Un amigo, con tono burlón, solía decirme: “Los hijos pertenecen a un estrato superior al de sus padres”. Con esto, intentaba expresar cómo los hijos se benefician de todo el esfuerzo que sus padres realizan para salir adelante. No tengo duda de que, al comparar nuestra vida con la de nuestros padres, hemos tenido oportunidades que ellos no tuvieron, pero que lucharon con todas sus fuerzas para que nosotros pudiéramos experimentarlas.
Recuerdo también a otro amigo que me decía: “No quiero que mis hijos pasen ninguna necesidad”. Aunque me parece una intención loable, es importante recordar que las adversidades y las necesidades también forjan el carácter y nos enseñan más que las situaciones placenteras. El deseo de brindar lo mejor a los hijos no debe convertirse en una excusa para que ellos vivan fuera de la realidad y no aprendan cuánto valen las cosas y el esfuerzo que implica conseguirlas.
Como hijo, pienso en todos los sacrificios de mis padres, y la primera emoción que surge en mi corazón es la gratitud, porque todo lo que tengo es fruto de su generosidad y del compromiso que adquirieron al darme la vida. Ahora que soy viejo y conozco más sobre sus batallas existenciales, me maravillo del amor que debieron tener para estar siempre presentes, sacrificarse en algunas cosas y motivarnos a dar lo mejor de nosotros.

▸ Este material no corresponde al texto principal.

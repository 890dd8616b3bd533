#![forbid(unsafe_code)]

use serde::Deserialize;
use tracing::debug;
use url::Url;
use vk_domain::{Cursor, StreamKind, TargetId};

use crate::api::{ApiClient, ApiMethod};
use crate::error::{AcquisitionError, TransportError};
use crate::{LATEST_MESSAGE_PROTOCOL_VERSION, POLL_WAIT_SECONDS, SecretString};

/// Connection state of one long-poll subscription.
///
/// Owned by exactly one loop and mutated in place between cycles.
#[derive(Debug, Clone, PartialEq, Eq)]
pub struct SessionDescriptor {
	pub server: String,
	pub key: SecretString,
	pub cursor: Cursor,
	pub pts: Option<u64>,
	pub protocol_version: u32,
	pub wait_seconds: u32,
}

impl SessionDescriptor {
	pub fn new(server: impl Into<String>, key: SecretString, cursor: Cursor) -> Self {
		Self {
			server: server.into(),
			key,
			cursor,
			pts: None,
			protocol_version: 0,
			wait_seconds: POLL_WAIT_SECONDS,
		}
	}

	/// Build the `a_check` URL for the next poll.
	///
	/// `extra` is appended after `wait` in the given order.
	pub fn poll_url(&self, extra: &[(&'static str, String)]) -> Result<Url, TransportError> {
		let server = self.server.trim();
		let base = if server.contains("://") {
			server.to_string()
		} else {
			format!("https://{server}")
		};

		let mut url = Url::parse(&base).map_err(|e| TransportError::InvalidUrl(format!("{base}: {e}")))?;
		{
			let mut q = url.query_pairs_mut();
			q.append_pair("act", "a_check");
			q.append_pair("key", self.key.expose());
			q.append_pair("ts", &self.cursor.to_string());
			q.append_pair("wait", &self.wait_seconds.to_string());
			for (name, value) in extra {
				q.append_pair(name, value);
			}
		}
		Ok(url)
	}
}

/// `failed` member of a poll response.
#[derive(Debug, Clone, Copy, PartialEq, Eq)]
pub enum FailureCode {
	/// Events delivered; advance the cursor.
	Ok,
	/// Cursor fell out of the server's history; take the new one.
	CursorExpired,
	/// Access key expired; fetch a new key, keep position.
	KeyExpired,
	/// Key and cursor both invalid; full resync.
	SessionLost,
	/// Anything else. Treated like [`FailureCode::SessionLost`].
	Unknown(i64),
}

impl FailureCode {
	pub fn from_code(code: i64) -> Self {
		match code {
			0 => Self::Ok,
			1 => Self::CursorExpired,
			2 => Self::KeyExpired,
			3 => Self::SessionLost,
			other => Self::Unknown(other),
		}
	}

	pub fn code(self) -> i64 {
		match self {
			Self::Ok => 0,
			Self::CursorExpired => 1,
			Self::KeyExpired => 2,
			Self::SessionLost => 3,
			Self::Unknown(code) => code,
		}
	}

	/// Re-acquisition needed to recover from this code, if any.
	pub fn recovery(self) -> Option<Recovery> {
		match self {
			Self::Ok | Self::CursorExpired => None,
			Self::KeyExpired => Some(Recovery::KeyOnly),
			Self::SessionLost | Self::Unknown(_) => Some(Recovery::Full),
		}
	}
}

/// How much of a freshly acquired descriptor replaces the current one.
#[derive(Debug, Clone, Copy, PartialEq, Eq)]
pub enum Recovery {
	/// Replace the access key; keep server and cursor.
	KeyOnly,
	/// Replace server, key and cursor together.
	Full,
}

/// Merge `fresh` into `current` according to `recovery`.
pub fn apply_recovery(current: &mut SessionDescriptor, recovery: Recovery, fresh: SessionDescriptor) {
	match recovery {
		Recovery::KeyOnly => {
			current.key = fresh.key;
		}
		Recovery::Full => {
			current.server = fresh.server;
			current.key = fresh.key;
			current.cursor = fresh.cursor;
			current.pts = fresh.pts;
		}
	}
}

/// Obtains a fresh session descriptor from the remote side.
#[async_trait::async_trait]
pub trait SessionAcquirer: Send + Sync + 'static {
	fn stream(&self) -> StreamKind;

	async fn acquire(&self) -> Result<SessionDescriptor, AcquisitionError>;
}

/// `{server, key, ts[, pts]}` as returned by both `getLongPollServer` methods.
#[derive(Debug, Deserialize)]
struct LongPollServer {
	server: String,
	key: SecretString,
	ts: Cursor,
	#[serde(default)]
	pts: Option<Cursor>,
}

impl LongPollServer {
	fn into_descriptor(self, stream: StreamKind, protocol_version: u32) -> Result<SessionDescriptor, AcquisitionError> {
		if self.server.trim().is_empty() {
			return Err(AcquisitionError::InvalidDescriptor {
				stream,
				reason: "empty server".to_string(),
			});
		}
		if self.key.is_empty() {
			return Err(AcquisitionError::InvalidDescriptor {
				stream,
				reason: "empty key".to_string(),
			});
		}

		let mut desc = SessionDescriptor::new(self.server, self.key, self.ts);
		desc.pts = self.pts.as_ref().and_then(Cursor::as_u64);
		desc.protocol_version = protocol_version;
		Ok(desc)
	}
}

struct GroupGetLongPollServer {
	group_id: TargetId,
}

impl ApiMethod for GroupGetLongPollServer {
	fn name(&self) -> &'static str {
		"groups.getLongPollServer"
	}

	fn params(&self) -> Vec<(&'static str, String)> {
		let mut params = Vec::new();
		if !self.group_id.is_current_actor() {
			params.push(("group_id", self.group_id.get().to_string()));
		}
		params
	}
}

struct MessagesGetLongPollServer {
	need_pts: bool,
	group_id: TargetId,
	lp_version: u32,
}

impl ApiMethod for MessagesGetLongPollServer {
	fn name(&self) -> &'static str {
		"messages.getLongPollServer"
	}

	fn params(&self) -> Vec<(&'static str, String)> {
		let mut params = vec![("need_pts", if self.need_pts { "1" } else { "0" }.to_string())];
		if !self.group_id.is_current_actor() {
			params.push(("group_id", self.group_id.get().to_string()));
		}
		params.push(("lp_version", self.lp_version.to_string()));
		params
	}
}

/// Acquires community (bots) long-poll sessions.
#[derive(Debug, Clone)]
pub struct GroupSessionAcquirer {
	api: ApiClient,
	group_id: TargetId,
}

impl GroupSessionAcquirer {
	pub fn new(api: ApiClient, group_id: TargetId) -> Self {
		Self { api, group_id }
	}
}

#[async_trait::async_trait]
impl SessionAcquirer for GroupSessionAcquirer {
	fn stream(&self) -> StreamKind {
		StreamKind::Group
	}

	async fn acquire(&self) -> Result<SessionDescriptor, AcquisitionError> {
		let method = GroupGetLongPollServer { group_id: self.group_id };
		let server: LongPollServer = self.api.call(&method).await.map_err(|source| AcquisitionError::Api {
			stream: StreamKind::Group,
			source,
		})?;

		debug!(target_id = %self.group_id, server = %server.server, ts = %server.ts, "acquired group long-poll session");
		server.into_descriptor(StreamKind::Group, 0)
	}
}

/// Named bits of the message stream `mode` parameter.
pub mod mode {
	pub const ATTACHMENTS: u32 = 2;
	pub const EXTENDED: u32 = 8;
	pub const PTS: u32 = 32;
	pub const EXTRA_ONLINE: u32 = 64;
	pub const RANDOM_ID: u32 = 128;
}

/// Per-subscription parameters of the message stream, fixed for its lifetime.
#[derive(Debug, Clone, Copy, PartialEq, Eq)]
pub struct MessageStreamOptions {
	pub mode: u32,
	pub version: u32,
}

impl Default for MessageStreamOptions {
	fn default() -> Self {
		Self {
			mode: mode::ATTACHMENTS,
			version: LATEST_MESSAGE_PROTOCOL_VERSION,
		}
	}
}

/// Acquires message long-poll sessions.
#[derive(Debug, Clone)]
pub struct MessageSessionAcquirer {
	api: ApiClient,
	group_id: TargetId,
	need_pts: bool,
	lp_version: u32,
}

impl MessageSessionAcquirer {
	pub fn new(api: ApiClient, group_id: TargetId, options: MessageStreamOptions) -> Self {
		Self {
			api,
			group_id,
			need_pts: options.mode & mode::PTS != 0,
			lp_version: options.version,
		}
	}
}

#[async_trait::async_trait]
impl SessionAcquirer for MessageSessionAcquirer {
	fn stream(&self) -> StreamKind {
		StreamKind::Message
	}

	async fn acquire(&self) -> Result<SessionDescriptor, AcquisitionError> {
		let method = MessagesGetLongPollServer {
			need_pts: self.need_pts,
			group_id: self.group_id,
			lp_version: self.lp_version,
		};
		let server: LongPollServer = self.api.call(&method).await.map_err(|source| AcquisitionError::Api {
			stream: StreamKind::Message,
			source,
		})?;

		debug!(target_id = %self.group_id, server = %server.server, ts = %server.ts, "acquired message long-poll session");
		server.into_descriptor(StreamKind::Message, self.lp_version)
	}
}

A veces extraño las historias de mi papá, que me contaba una y otra vez cómo había superado tal o cual situación, o cómo había logrado algo de lo que tenía. En más de una ocasión he visitado los lugares donde él se formó y luchó, buscando conocerlo mejor, agradecerle todo lo que me dio y no perder de vista de dónde vengo. Porque, a veces, las comodidades pueden hacernos olvidar los esfuerzos que las hicieron posibles, y así dar paso a la soberbia, que siempre es una mala consejera.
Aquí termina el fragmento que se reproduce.